■ **Exercise requirements**: Say how many lines in the material below contain the word "config", giving the number alone.

■ **Provided records**:

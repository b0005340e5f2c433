//! `costing-buddy` - command-line front end for the costing engine.
//!
//! Usage:
//! ```bash
//! # Catalog
//! costing-buddy add-ingredient Flour --unit kg --price 12000
//! costing-buddy add-ingredient Egg --unit pcs --total-price 30000 --total-qty 15
//! costing-buddy add-product Bread --type offline --margin 30
//! costing-buddy set-recipe Bread Flour=0.25 Egg=1
//!
//! # Calculation
//! costing-buddy calc Bread --qty 100 --cost Gas=15000 --cost Packaging=5000
//!
//! # Exchange
//! costing-buddy export catalog.json
//! costing-buddy import catalog.json
//! ```

#![allow(clippy::result_large_err)]

use clap::{Parser, Subcommand};
use costing_buddy::{
    config::{
        database::{create_connection, create_tables, get_database_url},
        settings::{Settings, load_settings_or_default},
    },
    core::{
        costing::{MarginPolicy, calculate, derive_price_per_unit, round_for_display},
        exchange::{parse_import_json, to_json_pretty},
        recipe::{RecipeDraft, resolve_recipe, sorted_by_ingredient_name},
        reconcile::import_snapshot,
        report::{ReportContext, format_amount, format_percent, render_report},
        storage::{apply_seed_once, load_store, save_store},
        store::EntityStore,
    },
    errors::{Error, Result},
    models::{AdditionalCost, IngredientDraft, IngredientPatch, ProductDraft, ProductPatch, Unit},
};
use dotenvy::dotenv;
use std::path::PathBuf;
use tracing::{error, info, warn};
use tracing_subscriber::EnvFilter;

#[derive(Parser)]
#[command(
    name = "costing-buddy",
    about = "Production cost and pricing calculator",
    long_about = "Keeps a catalog of ingredients and products with their recipes, and computes \
                  production cost, selling price, profit and purchase lists for a batch."
)]
struct Cli {
    #[command(subcommand)]
    command: Command,

    /// Settings file with defaults and a seed catalog
    #[arg(long, global = true, env = "COSTING_CONFIG", default_value = "config.toml")]
    config: PathBuf,

    /// Database URL override (defaults to `DATABASE_URL`)
    #[arg(long, global = true)]
    database_url: Option<String>,
}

■ **Completed task**: 3